→ TASK OBJECTIVE:
The required result is a copy of each line below in which "ChunkedSourceBuilder" appears.

Collected data entries
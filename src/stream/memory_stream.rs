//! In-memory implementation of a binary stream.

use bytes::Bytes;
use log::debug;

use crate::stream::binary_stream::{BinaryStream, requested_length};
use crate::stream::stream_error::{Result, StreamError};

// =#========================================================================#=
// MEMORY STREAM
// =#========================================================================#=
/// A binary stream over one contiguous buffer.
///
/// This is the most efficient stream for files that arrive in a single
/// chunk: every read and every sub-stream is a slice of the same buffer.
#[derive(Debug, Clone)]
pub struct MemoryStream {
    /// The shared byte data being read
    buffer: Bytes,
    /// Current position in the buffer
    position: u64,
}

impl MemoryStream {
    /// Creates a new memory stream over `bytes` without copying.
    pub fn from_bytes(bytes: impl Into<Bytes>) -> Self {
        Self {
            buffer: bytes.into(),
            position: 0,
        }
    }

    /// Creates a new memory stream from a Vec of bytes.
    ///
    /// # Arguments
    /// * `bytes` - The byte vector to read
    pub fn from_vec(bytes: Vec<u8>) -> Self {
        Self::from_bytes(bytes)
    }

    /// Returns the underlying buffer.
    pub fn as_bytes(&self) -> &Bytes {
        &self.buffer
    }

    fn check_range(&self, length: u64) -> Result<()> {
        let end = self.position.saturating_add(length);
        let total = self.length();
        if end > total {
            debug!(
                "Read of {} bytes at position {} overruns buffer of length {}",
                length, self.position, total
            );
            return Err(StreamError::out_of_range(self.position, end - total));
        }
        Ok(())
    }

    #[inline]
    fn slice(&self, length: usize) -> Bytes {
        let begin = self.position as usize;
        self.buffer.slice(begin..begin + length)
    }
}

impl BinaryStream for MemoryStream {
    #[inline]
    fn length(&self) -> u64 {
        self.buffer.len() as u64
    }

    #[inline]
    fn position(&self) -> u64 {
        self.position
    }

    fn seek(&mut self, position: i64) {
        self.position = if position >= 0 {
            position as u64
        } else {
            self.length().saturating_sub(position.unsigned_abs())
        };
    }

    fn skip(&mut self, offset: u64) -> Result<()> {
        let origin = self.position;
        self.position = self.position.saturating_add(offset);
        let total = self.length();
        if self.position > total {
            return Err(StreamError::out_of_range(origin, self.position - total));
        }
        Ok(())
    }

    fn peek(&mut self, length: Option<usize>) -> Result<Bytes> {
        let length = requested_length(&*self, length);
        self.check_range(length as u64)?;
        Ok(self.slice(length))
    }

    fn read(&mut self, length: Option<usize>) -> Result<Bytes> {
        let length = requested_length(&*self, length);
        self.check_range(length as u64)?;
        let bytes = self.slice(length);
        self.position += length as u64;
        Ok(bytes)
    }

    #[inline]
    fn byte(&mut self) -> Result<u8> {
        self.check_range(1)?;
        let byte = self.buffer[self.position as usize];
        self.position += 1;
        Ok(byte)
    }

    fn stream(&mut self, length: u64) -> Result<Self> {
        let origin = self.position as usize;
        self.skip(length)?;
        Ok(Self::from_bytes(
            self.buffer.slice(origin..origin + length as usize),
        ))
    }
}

...

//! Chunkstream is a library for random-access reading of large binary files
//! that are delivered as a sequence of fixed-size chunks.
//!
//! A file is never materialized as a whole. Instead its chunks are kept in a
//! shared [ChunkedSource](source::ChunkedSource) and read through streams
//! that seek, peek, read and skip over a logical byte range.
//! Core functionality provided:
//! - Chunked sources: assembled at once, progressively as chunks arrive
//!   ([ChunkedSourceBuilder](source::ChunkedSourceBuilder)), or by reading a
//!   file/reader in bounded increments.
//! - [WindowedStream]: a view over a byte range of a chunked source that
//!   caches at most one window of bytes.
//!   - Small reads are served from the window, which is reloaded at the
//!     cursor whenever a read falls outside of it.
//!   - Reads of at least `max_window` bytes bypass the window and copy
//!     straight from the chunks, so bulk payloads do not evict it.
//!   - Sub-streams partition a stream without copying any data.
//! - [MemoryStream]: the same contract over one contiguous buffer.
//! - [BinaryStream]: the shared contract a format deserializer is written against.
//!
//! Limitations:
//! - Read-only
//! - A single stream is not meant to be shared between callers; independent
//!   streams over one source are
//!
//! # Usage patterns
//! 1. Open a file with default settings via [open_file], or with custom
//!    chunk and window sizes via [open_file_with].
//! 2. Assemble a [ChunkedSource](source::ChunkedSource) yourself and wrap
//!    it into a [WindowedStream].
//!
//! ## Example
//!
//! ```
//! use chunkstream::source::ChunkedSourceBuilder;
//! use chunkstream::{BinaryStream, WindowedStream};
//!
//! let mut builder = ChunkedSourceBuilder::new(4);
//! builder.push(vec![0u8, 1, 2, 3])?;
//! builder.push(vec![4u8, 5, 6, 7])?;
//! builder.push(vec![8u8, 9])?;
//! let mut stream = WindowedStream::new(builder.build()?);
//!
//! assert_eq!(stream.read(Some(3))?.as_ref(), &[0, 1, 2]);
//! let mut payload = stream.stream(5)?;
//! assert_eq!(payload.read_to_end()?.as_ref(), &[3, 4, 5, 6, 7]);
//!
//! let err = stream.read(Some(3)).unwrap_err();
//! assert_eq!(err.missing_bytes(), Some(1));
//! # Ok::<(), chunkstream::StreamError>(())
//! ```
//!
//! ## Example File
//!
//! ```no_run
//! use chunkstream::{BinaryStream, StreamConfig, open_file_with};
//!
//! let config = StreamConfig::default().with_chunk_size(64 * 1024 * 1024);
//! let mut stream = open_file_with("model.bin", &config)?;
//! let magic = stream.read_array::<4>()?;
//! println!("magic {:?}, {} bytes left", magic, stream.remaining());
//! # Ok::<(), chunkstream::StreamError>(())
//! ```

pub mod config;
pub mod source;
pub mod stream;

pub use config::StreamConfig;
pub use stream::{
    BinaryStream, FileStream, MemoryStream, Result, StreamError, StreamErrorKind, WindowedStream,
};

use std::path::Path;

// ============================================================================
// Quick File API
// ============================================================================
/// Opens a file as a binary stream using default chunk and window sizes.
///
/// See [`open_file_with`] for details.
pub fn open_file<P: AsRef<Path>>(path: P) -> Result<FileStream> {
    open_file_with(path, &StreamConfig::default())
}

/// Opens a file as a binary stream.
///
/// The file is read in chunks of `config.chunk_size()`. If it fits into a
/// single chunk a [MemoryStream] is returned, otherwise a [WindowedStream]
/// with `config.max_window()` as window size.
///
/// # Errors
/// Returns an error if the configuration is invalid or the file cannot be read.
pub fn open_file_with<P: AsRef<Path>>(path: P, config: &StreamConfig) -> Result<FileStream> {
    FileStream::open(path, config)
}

→ RESULT OF THE TASK:
//!   ([ChunkedSourceBuilder](source::ChunkedSourceBuilder)), or by reading a
//! use chunkstream::source::ChunkedSourceBuilder;
//! let mut builder = ChunkedSourceBuilder::new(4);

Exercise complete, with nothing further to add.